Problem
State the number of lines in the records that contain "CupMatch", with no other words.
#####
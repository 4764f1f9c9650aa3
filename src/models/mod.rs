//! Data structures for the cup: teams, matches, stages, cup state.

mod cup;
mod game;
mod team;

pub use cup::{
    stage_names_for, Cup, CupError, CupStatus, Stage, CUP_STAGES, DEFAULT_FIELD_SIZE,
    MAX_FIELD_SIZE,
};
pub use game::{CupMatch, MatchId, Side};
pub use team::{Rgb, Team, TeamId};
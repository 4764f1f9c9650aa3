//! Penguin cup arcade game: library with models, cup logic, roster and the game shell.

pub mod config;
pub mod logic;
pub mod models;
pub mod rng;
pub mod roster;
pub mod shell;

pub use config::{ConfigError, GameConfig};
pub use logic::{
    advance_cup, initialize_cup, pending_player_match, report_player_match_result, Advance,
    Minigame, MinigameResult, MinigameStatus, QuickMatch, QuickMatchStatus, RandomResolver,
    SkillMinigameResolver,
};
pub use models::{
    stage_names_for, Cup, CupError, CupMatch, CupStatus, MatchId, Rgb, Side, Stage, Team, TeamId,
    CUP_STAGES, DEFAULT_FIELD_SIZE, MAX_FIELD_SIZE,
};
pub use rng::RandomSource;
pub use roster::{Roster, RosterError};
pub use shell::{Cue, Key, MenuOption, ScreenView, Shell, ShellSettings, ShellView};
#####
Task response
2